Scheinbares Aus für machtvolles Gremium…
Der umstrittene, machtvolle „Rat für regulatorische Zusammenarbeit“, der die Harmonisierung der Gesetzgebung zwischen USA und EU koordinieren sollte, taucht in der neuen EU-Verhandlungsposition nicht mehr auf. Der entsprechende Artikel 14 wurde gestrichen. Hier reagiert die EU-Kommission offensichtlich auf die zunehmende öffentliche Kritik.
…doch dessen Funktionen bleiben – eine Mogelpackung
Mit dem Gremium entfallen jedoch keineswegs auch die Funktionen, die es ursprünglich ausüben sollte. Im Gegenteil: Diese bleiben allesamt erhalten. Die Kommission fordert weiterhin eine „Koordinierung“ der regulatorischen Zusammenarbeit – und auch die „frühestmögliche“ Einbeziehung von Lobbyisten in die Gesetzgebung. Es handelt sich also um eine Mogelpackung: Die regulatorische Zusammenarbeit soll es weiterhin geben, bloß nicht mehr koordiniert durch ein Gremium namens „Rat“.
EU-Kommission stärkt US-Einfluss und greift selbst nach Macht
Die stattdessen für die Koordinierung zuständigen Akteure werden erstmals explizit benannt: Es sollen die EU-Kommission und die US-Regulierungsbehörden sein. Sie sollen künftig Gesetzesvorhaben gemeinsam darauf überprüfen, ob sie den transatlantischen Handel negativ beeinträchtigen (Artikel 2b und Artikel x5.1). Die transatlantische Koordinierung bei der Gesetzgebung erscheint besonders fragwürdig, weil sie weder in den USA noch in der EU demokratisch legitimiert ist. Warum sollen US-Regulierungsbehörden bei EU-Gesetzen und die EU-Kommission umgekehrt in den USA mitsprechen dürfen?
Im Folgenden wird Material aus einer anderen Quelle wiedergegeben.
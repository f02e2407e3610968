//! Route lookup.

use std::collections::HashMap;

use crate::balancer::PolicyKind;
use crate::config::schema::{Config, ProtocolTag};

/// A routing rule with its policy identifiers resolved.
#[derive(Debug, Clone)]
pub struct CompiledRule {
    pub name: String,
    pub path_prefix: String,
    pub upstream: String,
    pub policy: PolicyKind,
    pub protocol_policies: HashMap<ProtocolTag, PolicyKind>,
}

impl CompiledRule {
    /// The policy for a protocol tag: the override if one exists, the
    /// rule default otherwise.
    pub fn policy_for(&self, protocol: ProtocolTag) -> PolicyKind {
        self.protocol_policies
            .get(&protocol)
            .copied()
            .unwrap_or(self.policy)
    }
}

/// Compiled routing rules, longest prefix first.
#[derive(Debug, Default)]
pub struct RouteTable {
    rules: Vec<CompiledRule>,
    default_rule: Option<CompiledRule>,
}

impl RouteTable {
    pub fn from_config(config: &Config) -> Self {
        let mut rules = Vec::new();
        let mut default_rule = None;

        for (name, rule) in &config.routing {
            let compiled = CompiledRule {
                name: name.clone(),
                path_prefix: rule.path.clone(),
                upstream: rule.upstream.clone(),
                policy: resolve_policy(name, &rule.load_balancer),
                protocol_policies: rule
                    .protocols
                    .iter()
                    .map(|(tag, policy)| (*tag, resolve_policy(name, policy)))
                    .collect(),
            };

            if name == "default" {
                default_rule = Some(compiled);
            } else {
                rules.push(compiled);
            }
        }

        // Longest prefix first; BTreeMap iteration already fixed the
        // name order for equal lengths.
        rules.sort_by(|a, b| b.path_prefix.len().cmp(&a.path_prefix.len()));

        Self {
            rules,
            default_rule,
        }
    }

    /// Match a request path: longest matching prefix, then the rule named
    /// "default", then nothing.
    pub fn match_path(&self, path: &str) -> Option<&CompiledRule> {
        self.rules
            .iter()
            .find(|rule| path.starts_with(&rule.path_prefix))
            .or(self.default_rule.as_ref())
    }
}

fn resolve_policy(rule: &str, identifier: &str) -> PolicyKind {
    PolicyKind::parse(identifier).unwrap_or_else(|| {
        tracing::warn!(
            rule = %rule,
            policy = %identifier,
            "Unknown load balancer policy, using least_connections_weight"
        );
        PolicyKind::default()
    })
}

#[cfg(test)]
mod tests {
    use super::*;
    use crate::config::schema::RoutingRule;

    fn table(rules: &[(&str, &str, &str)]) -> RouteTable {
        let mut config = Config::default();
        for (name, path, policy) in rules {
            config.routing.insert(
                name.to_string(),
                RoutingRule {
                    path: path.to_string(),
                    upstream: format!("{}-upstream", name),
                    load_balancer: policy.to_string(),
                    ..Default::default()
                },
            );
        }
        RouteTable::from_config(&config)
    }

    #[test]
    fn longest_prefix_wins() {
        let table = table(&[
            ("api", "/api", "least_connections"),
            ("api-v2", "/api/v2", "weight"),
            ("default", "/", "least_connections_weight"),
        ]);

        assert_eq!(table.match_path("/api/v2/users").unwrap().name, "api-v2");
        assert_eq!(table.match_path("/api/v1/users").unwrap().name, "api");
        assert_eq!(table.match_path("/static/app.js").unwrap().name, "default");
    }

    #[test]
    fn default_rule_catches_unmatched_paths() {
        let table = table(&[
            ("api", "/api", "least_connections"),
            ("default", "/app", "least_connections"),
        ]);

        // The default rule applies even when its own prefix differs.
        assert_eq!(table.match_path("/other").unwrap().name, "default");
    }

    #[test]
    fn no_match_without_default() {
        let table = table(&[("api", "/api", "least_connections")]);
        assert!(table.match_path("/other").is_none());
    }

    #[test]
    fn unknown_policy_degrades_to_default() {
        let table = table(&[("api", "/api", "fastest_first")]);
        assert_eq!(
            table.match_path("/api").unwrap().policy,
            PolicyKind::LeastConnectionsWeight
        );
    }

    #[test]
    fn protocol_override_takes_precedence() {
        let mut config = Config::default();
        let mut protocols = std::collections::BTreeMap::new();
        protocols.insert(ProtocolTag::WebSocket, "ip_hash".to_string());
        config.routing.insert(
            "default".to_string(),
            RoutingRule {
                path: "/".to_string(),
                upstream: "web".to_string(),
                load_balancer: "least_connections".to_string(),
                protocols,
            },
        );
        let table = RouteTable::from_config(&config);
        let rule = table.match_path("/ws").unwrap();

        assert_eq!(rule.policy_for(ProtocolTag::WebSocket), PolicyKind::IpHash);
        assert_eq!(
            rule.policy_for(ProtocolTag::Http),
            PolicyKind::LeastConnections
        );
    }
}
//! Configuration validation logic.

use crate::config::schema::Config;

/// Error type for configuration validation failures.
#[derive(Debug, Clone, PartialEq)]
pub struct ValidationError(pub String);

impl std::fmt::Display for ValidationError {
    fn fmt(&self, f: &mut std::fmt::Formatter<'_>) -> std::fmt::Result {
        write!(f, "Validation error: {}", self.0)
    }
}

/// Validate a Config for semantic correctness.
///
/// Rejected configs never replace live state; callers surface the error
/// list to the operator.
pub fn validate_config(config: &Config) -> Result<(), Vec<ValidationError>> {
    let mut errors = Vec::new();

    if config.server.port == 0 {
        errors.push(ValidationError(format!(
            "invalid server port: {}",
            config.server.port
        )));
    }

    if config.ssl.enabled {
        if config.ssl.cert_file.is_empty() {
            errors.push(ValidationError(
                "ssl.cert_file is required when SSL is enabled".to_string(),
            ));
        }
        if config.ssl.key_file.is_empty() {
            errors.push(ValidationError(
                "ssl.key_file is required when SSL is enabled".to_string(),
            ));
        }
    }

    for (upstream, backends) in &config.backends {
        if backends.is_empty() {
            errors.push(ValidationError(format!(
                "upstream '{}' has no backends",
                upstream
            )));
        }
        for backend in backends {
            if backend.host.is_empty() {
                errors.push(ValidationError(format!(
                    "backend host is required for upstream '{}'",
                    upstream
                )));
            }
            if backend.port == 0 {
                errors.push(ValidationError(format!(
                    "invalid backend port {} for upstream '{}'",
                    backend.port, upstream
                )));
            }
        }
    }

    for (name, rule) in &config.routing {
        if rule.upstream.is_empty() {
            errors.push(ValidationError(format!(
                "upstream is required for routing rule '{}'",
                name
            )));
        } else if !config.backends.contains_key(&rule.upstream) {
            errors.push(ValidationError(format!(
                "routing rule '{}' references unknown upstream '{}'",
                name, rule.upstream
            )));
        }
    }

    if errors.is_empty() {
        Ok(())
    } else {
        Err(errors)
    }
}
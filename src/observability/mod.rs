//! Observability subsystem.
//!
//! # Design Decisions
//! - Structured logging via tracing; level configurable through the
//!   environment with a sane default
//! - Metrics are cheap atomic increments behind the `metrics` facade,
//!   exported by an optional Prometheus listener
//! - Request IDs flow through log events on the dispatch path

pub mod logging;
pub mod metrics;
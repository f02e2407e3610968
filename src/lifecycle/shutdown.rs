//! Graceful-shutdown coordination.
//!
//! Shutdown is level-triggered state, not an event: the proxy server,
//! the admin server and the sampler are spawned at different times, and
//! a task that starts watching after the signal has already fired must
//! still stop. A watch channel carries the flag so late watchers observe
//! the current state instead of missing a one-shot broadcast.

use tokio::sync::watch;

/// Process-wide shutdown flag. Long-running tasks take a [`Watcher`] and
/// park on it; triggering flips the flag for all of them at once.
pub struct Shutdown {
    state: watch::Sender<bool>,
}

impl Shutdown {
    pub fn new() -> Self {
        let (state, _) = watch::channel(false);
        Self { state }
    }

    /// Hand out a watcher on the shutdown flag.
    pub fn subscribe(&self) -> Watcher {
        Watcher {
            state: self.state.subscribe(),
        }
    }

    /// Flip the flag. Idempotent; every watcher past and future observes
    /// the stop state.
    pub fn trigger(&self) {
        if self.state.send_replace(true) {
            return;
        }
        tracing::info!("Shutdown triggered");
    }

    pub fn is_triggered(&self) -> bool {
        *self.state.borrow()
    }

    /// Number of tasks still watching the flag.
    pub fn watcher_count(&self) -> usize {
        self.state.receiver_count()
    }
}

impl Default for Shutdown {
    fn default() -> Self {
        Self::new()
    }
}

/// A task-side view of the shutdown flag.
#[derive(Debug, Clone)]
pub struct Watcher {
    state: watch::Receiver<bool>,
}

impl Watcher {
    /// Resolve once shutdown is triggered. Resolves immediately when the
    /// flag is already set, and treats a dropped [`Shutdown`] as a stop.
    pub async fn triggered(&mut self) {
        let _ = self.state.wait_for(|stop| *stop).await;
    }

    pub fn is_triggered(&self) -> bool {
        *self.state.borrow()
    }
}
Beteiligung von Lobbyisten: So früh wie möglich
Zudem zielt auch der neue Verhandlungsvorschlag darauf, Unternehmenslobbyisten enorme Privilegien in Regulierungsverfahren zu geben. Zahlreiche Wege sind vorgesehen, Lobbyisten zu einem frühestmöglichen Zeitpunkt zu beteiligen (Artikel 7, Artikel x5.2 und Artikel x6.1). Rund zwei Drittel der schätzungsweise 15.000-25.000 Lobbyisten in Brüssel sind Vertreter von Unternehmen, die über dieses neue Einfallstor ihren Einfluss geltend machen werden.
Zwar ist nun auch ein Beirat für regulatorische Zusammenarbeit vorgesehen, der ausgeglichen besetzt sein soll (Artikel x6.3). Allerdings bleibt dessen Rolle und genaue Zusammensetzung vage.
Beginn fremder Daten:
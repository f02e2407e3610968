//! Configuration schema definitions.
//!
//! This module defines the complete configuration structure for the proxy.
//! All types derive Serde traits for (de)serialization from the config file;
//! durations are human-readable tokens such as `30s` or `500ms`.

use std::collections::BTreeMap;
use std::time::Duration;

use serde::{Deserialize, Serialize};

/// Root configuration for the proxy.
#[derive(Debug, Clone, Default, Deserialize, Serialize)]
#[serde(default)]
pub struct Config {
    /// Front-end listener settings.
    pub server: ServerConfig,

    /// TLS material for the listener.
    pub ssl: SslConfig,

    /// Upstream name -> backend definitions.
    pub backends: BTreeMap<String, Vec<BackendConfig>>,

    /// Rule name -> routing rule.
    pub routing: BTreeMap<String, RoutingRule>,

    /// Admin API binding. The section keeps its historical name for
    /// compatibility with existing config files.
    pub grpc: GrpcConfig,
}

/// Front-end server configuration.
#[derive(Debug, Clone, Default, Deserialize, Serialize)]
#[serde(default)]
pub struct ServerConfig {
    /// Bind host (e.g. "0.0.0.0").
    pub host: String,

    /// Bind port.
    pub port: u16,

    /// Client read timeout.
    #[serde(with = "duration_token")]
    pub read_timeout: Duration,

    /// Client write timeout.
    #[serde(with = "duration_token")]
    pub write_timeout: Duration,

    /// Maximum concurrent client connections.
    pub max_conn: usize,

    /// Header trusted to carry the real client IP.
    pub real_ip_header: String,

    /// CIDR list of proxies allowed to set X-Forwarded-For.
    pub trusted_proxies: Vec<String>,
}

/// TLS configuration for the listener.
#[derive(Debug, Clone, Default, Deserialize, Serialize)]
#[serde(default)]
pub struct SslConfig {
    pub enabled: bool,
    pub cert_file: String,
    pub key_file: String,
}

/// A single backend server definition.
#[derive(Debug, Clone, Deserialize, Serialize)]
#[serde(default)]
pub struct BackendConfig {
    /// Stable identifier within the upstream. Synthesised from
    /// `<upstream>-<host>-<port>` when left empty.
    pub id: String,

    /// Human-readable label.
    pub name: String,

    /// Destination host.
    pub host: String,

    /// Destination port.
    pub port: u16,

    /// Relative share for weighted policies. 0 means ineligible
    /// for weighted selection.
    pub weight: u32,

    /// "http" or "https".
    pub scheme: String,

    /// Whether the backend may receive traffic at all.
    pub active: bool,

    /// Concurrent-connection ceiling; <= 0 means unbounded.
    pub max_conn: i64,

    /// Optional health-check block. Parsed and defaulted; probing is a
    /// hook for an external checker.
    pub health_check: Option<HealthCheckConfig>,
}

impl Default for BackendConfig {
    fn default() -> Self {
        Self {
            id: String::new(),
            name: String::new(),
            host: String::new(),
            port: 0,
            weight: 0,
            scheme: String::new(),
            active: true,
            max_conn: 0,
            health_check: None,
        }
    }
}

/// Health-check settings for a backend.
#[derive(Debug, Clone, Default, Deserialize, Serialize)]
#[serde(default)]
pub struct HealthCheckConfig {
    pub path: String,

    #[serde(with = "duration_token")]
    pub interval: Duration,

    #[serde(with = "duration_token")]
    pub timeout: Duration,

    pub failures: u32,
}

/// A routing rule mapping a path prefix to an upstream.
#[derive(Debug, Clone, Default, Deserialize, Serialize)]
#[serde(default)]
pub struct RoutingRule {
    /// Path prefix to match.
    pub path: String,

    /// Upstream name to dispatch to.
    pub upstream: String,

    /// Default load-balancer policy identifier.
    pub load_balancer: String,

    /// Per-protocol policy overrides.
    pub protocols: BTreeMap<ProtocolTag, String>,
}

/// Protocol tags a request can be classified as.
#[derive(Debug, Clone, Copy, PartialEq, Eq, PartialOrd, Ord, Hash, Deserialize, Serialize)]
#[serde(rename_all = "lowercase")]
pub enum ProtocolTag {
    Http,
    Https,
    WebSocket,
    Sse,
}

/// Admin API server binding.
#[derive(Debug, Clone, Default, Deserialize, Serialize)]
#[serde(default)]
pub struct GrpcConfig {
    pub enabled: bool,
    pub host: String,
    pub port: u16,
}

/// Fill in defaults for fields that were left zero or empty.
pub fn apply_defaults(config: &mut Config) {
    let server = &mut config.server;
    if server.read_timeout.is_zero() {
        server.read_timeout = Duration::from_secs(30);
    }
    if server.write_timeout.is_zero() {
        server.write_timeout = Duration::from_secs(30);
    }
    if server.max_conn == 0 {
        server.max_conn = 10_000;
    }
    if server.real_ip_header.is_empty() {
        server.real_ip_header = "X-Real-IP".to_string();
    }

    for (upstream, backends) in &mut config.backends {
        for backend in backends.iter_mut() {
            if backend.id.is_empty() {
                backend.id = format!("{}-{}-{}", upstream, backend.host, backend.port);
            }
            if backend.weight == 0 {
                backend.weight = 100;
            }
            if backend.scheme.is_empty() {
                backend.scheme = "http".to_string();
            }
            if backend.max_conn == 0 {
                backend.max_conn = 1_000;
            }
            if let Some(hc) = &mut backend.health_check {
                if hc.interval.is_zero() {
                    hc.interval = Duration::from_secs(30);
                }
                if hc.timeout.is_zero() {
                    hc.timeout = Duration::from_secs(5);
                }
                if hc.failures == 0 {
                    hc.failures = 3;
                }
            }
        }
    }

    for rule in config.routing.values_mut() {
        if rule.path.is_empty() {
            rule.path = "/".to_string();
        }
        if rule.load_balancer.is_empty() {
            rule.load_balancer = "least_connections_weight".to_string();
        }
    }
}

/// Serde adapter for duration tokens (`30s`, `500ms`, `5m`, `1h`).
pub mod duration_token {
    use std::time::Duration;

    use serde::de::Error as _;
    use serde::{Deserialize, Deserializer, Serializer};

    pub fn serialize<S: Serializer>(d: &Duration, s: S) -> Result<S::Ok, S::Error> {
        s.serialize_str(&format(*d))
    }

    pub fn deserialize<'de, D: Deserializer<'de>>(d: D) -> Result<Duration, D::Error> {
        let token = String::deserialize(d)?;
        parse(&token).map_err(D::Error::custom)
    }

    /// Parse a duration token. The unit suffix is required except for "0".
    pub fn parse(token: &str) -> Result<Duration, String> {
        let token = token.trim();
        if token == "0" {
            return Ok(Duration::ZERO);
        }
        let split = token
            .find(|c: char| !c.is_ascii_digit())
            .ok_or_else(|| format!("missing unit in duration {:?}", token))?;
        let (digits, unit) = token.split_at(split);
        let value: u64 = digits
            .parse()
            .map_err(|_| format!("invalid duration {:?}", token))?;
        match unit {
            "ms" => Ok(Duration::from_millis(value)),
            "s" => Ok(Duration::from_secs(value)),
            "m" => Ok(Duration::from_secs(value * 60)),
            "h" => Ok(Duration::from_secs(value * 3600)),
            _ => Err(format!("unknown duration unit {:?}", unit)),
        }
    }

    /// Render a duration with the largest exact unit.
    pub fn format(d: Duration) -> String {
        if d.is_zero() {
            return "0".to_string();
        }
        if d.subsec_millis() != 0 || d.as_secs() == 0 {
            return format!("{}ms", d.as_millis());
        }
        let secs = d.as_secs();
        if secs % 3600 == 0 {
            format!("{}h", secs / 3600)
        } else if secs % 60 == 0 {
            format!("{}m", secs / 60)
        } else {
            format!("{}s", secs)
        }
    }
}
Fragwürdiger Kriterienkatalog
Die Prüfinstrumente für regulatorische Zusammenarbeit sind im neuen Vorschlag expliziter ausgearbeitet als bisher (Artikel 8). Das sogenannte “ regulatory impact assessment“, also die Messung der Auswirkungen von Gesetzgebung, wird detailliert in einem eigenen Artikel ausgeführt.
Dabei sollen zwar fortan auch soziale und ökologische Folgen berücksichtigt werden (Artikel 8.2.c). Doch stehen Faktoren wie die Auswirkungen auf Handel und Investitionen sowie die Abstimmung mit US-Regulierungsbehörden weiter als ebenso wichtige Indikatoren daneben.
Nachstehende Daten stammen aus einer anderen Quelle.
//! Routing subsystem.
//!
//! # Data Flow
//! ```text
//! Incoming request path
//!     → router.rs (longest-prefix scan over compiled rules)
//!     → matched rule, or the rule named "default", or no match
//!
//! Rule compilation (at startup and on every config swap):
//!     RoutingRule map
//!     → resolve policy identifiers (unknown → least_connections_weight)
//!     → sort by prefix length, longest first
//!     → freeze as an immutable RouteTable
//! ```
//!
//! # Design Decisions
//! - Rules compiled once per config publish, immutable at runtime
//! - No regex in the hot path, prefix matching only
//! - Deterministic: longest prefix wins, name order breaks ties

pub mod router;

pub use router::{CompiledRule, RouteTable};
//! Load balancing subsystem.
//!
//! # Data Flow
//! ```text
//! Route matched → upstream resolved
//!     → upstream.rs (live backend snapshot)
//!     → mod.rs (eligibility filter: active ∧ ¬draining ∧ ¬at-limit)
//!     → Apply the selection policy:
//!         - ip_hash.rs (FNV-1a over the client IP)
//!         - least_conn.rs (fewest connections, plain or weighted)
//!         - weighted.rs (accumulating-weight walk)
//!         - performance.rs (connections + reported utilisation)
//!     → backend.rs (acquire connection guard)
//!     → Return backend or a selection error
//! ```
//!
//! # Design Decisions
//! - The policy set is closed: a tagged enum plus one dispatch function,
//!   not a plugin registry
//! - Policies are pure over the candidate slice; the only shared state is
//!   the weighted cursor, owned by the Balancer
//! - Selection never mutates backend state beyond the atomic reads

pub mod backend;
pub mod ip_hash;
pub mod least_conn;
pub mod performance;
pub mod upstream;
pub mod weighted;

use std::sync::atomic::AtomicU64;
use std::sync::Arc;

use backend::Backend;

/// The closed set of selection policies.
#[derive(Debug, Clone, Copy, PartialEq, Eq, Hash, Default)]
pub enum PolicyKind {
    IpHash,
    LeastConnections,
    #[default]
    LeastConnectionsWeight,
    Weight,
    PerformanceLcw,
}

impl PolicyKind {
    /// Resolve a config identifier. Unknown identifiers return None so the
    /// caller can substitute the default.
    pub fn parse(s: &str) -> Option<Self> {
        match s {
            "ip_hash" => Some(Self::IpHash),
            "least_connections" => Some(Self::LeastConnections),
            "least_connections_weight" => Some(Self::LeastConnectionsWeight),
            "weight" => Some(Self::Weight),
            "performance_least_connections_weight" => Some(Self::PerformanceLcw),
            _ => None,
        }
    }

    pub fn as_str(&self) -> &'static str {
        match self {
            Self::IpHash => "ip_hash",
            Self::LeastConnections => "least_connections",
            Self::LeastConnectionsWeight => "least_connections_weight",
            Self::Weight => "weight",
            Self::PerformanceLcw => "performance_least_connections_weight",
        }
    }
}

/// The slice of request state selection may depend on.
#[derive(Debug, Default)]
pub struct RequestInfo<'a> {
    /// Resolved client IP, if obtainable.
    pub client_ip: Option<&'a str>,
}

/// Why no backend could be selected.
#[derive(Debug, Clone, Copy, PartialEq, Eq)]
pub enum SelectionError {
    /// No backend is active and undrained.
    NoLiveBackends,
    /// Live backends exist but every one is at its connection limit.
    AllAtConnectionLimit,
}

/// Stateful front of the policy table. One instance is shared by all
/// dispatchers; the weighted cursor is its only mutable state.
#[derive(Debug, Default)]
pub struct Balancer {
    weight_cursor: AtomicU64,
}

impl Balancer {
    pub fn new() -> Self {
        Self::default()
    }

    /// Apply the eligibility filter, then the policy.
    pub fn select(
        &self,
        policy: PolicyKind,
        candidates: &[Arc<Backend>],
        request: &RequestInfo<'_>,
    ) -> Result<Arc<Backend>, SelectionError> {
        let eligible: Vec<&Arc<Backend>> = candidates
            .iter()
            .filter(|b| b.is_active() && !b.is_draining() && !b.at_connection_limit())
            .collect();

        if eligible.is_empty() {
            let any_live = candidates
                .iter()
                .any(|b| b.is_active() && !b.is_draining());
            return Err(if any_live {
                SelectionError::AllAtConnectionLimit
            } else {
                SelectionError::NoLiveBackends
            });
        }

        let selected = match policy {
            PolicyKind::IpHash => ip_hash::select(&eligible, request.client_ip),
            PolicyKind::LeastConnections => least_conn::select(&eligible),
            PolicyKind::LeastConnectionsWeight => least_conn::select_weighted(&eligible),
            PolicyKind::Weight => weighted::select(&eligible, &self.weight_cursor),
            PolicyKind::PerformanceLcw => performance::select(&eligible),
        };

        selected.ok_or(SelectionError::NoLiveBackends)
    }
}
Zurückhaltender ist die EU-Kommission bei der Reichweite von regulatorischer Zusammenarbeit geworden. Sie soll sich jetzt „nur“ noch auf EU-Richtlinien und -Regulierungen beziehen. Im vorletzten Vorschlag sollte auch die Gesetzgebung der EU-Mitgliedstaaten und möglicherweise sogar der Kommunen davon betroffen sein. Dies ist nun vom Tisch.
Diese Nachbesserung ist ein Erfolg der Kritik von Bürgerinnnen und Bürgern sowie der Regierungen der Mitgliedstaaten. Jedoch: Auch über die EU-Richtlinien wird regulatorische Zusammenarbeit die nationale Gesetzgebung beeinträchtigen, mit Auswirkungen auch auf Bundesländer und Kommunen.
Fazit: Gefahr für die Demokratie ist nicht gebannt
Die Mini-Zugeständnisse der EU-Kommission können nicht darüber hinwegtäuschen: Die von ihr vorangetriebene regulatorische Zusammenarbeit bei TTIP gefährdet weiterhin die Demokratie und die Gesetzgebung im öffentlichen Interessse. Die privilegierte Rolle von Konzernlobbyisten und US-Behörden schwächt das demokratisch legitimierte EU-Parlament und schließt die Öffentlichkeit von wichtigen Entscheidungen aus. Ein derart konzipierter transatlantischer Harmonisierungsprozess kann nicht gut für Bürgerinnen und Bürger sein.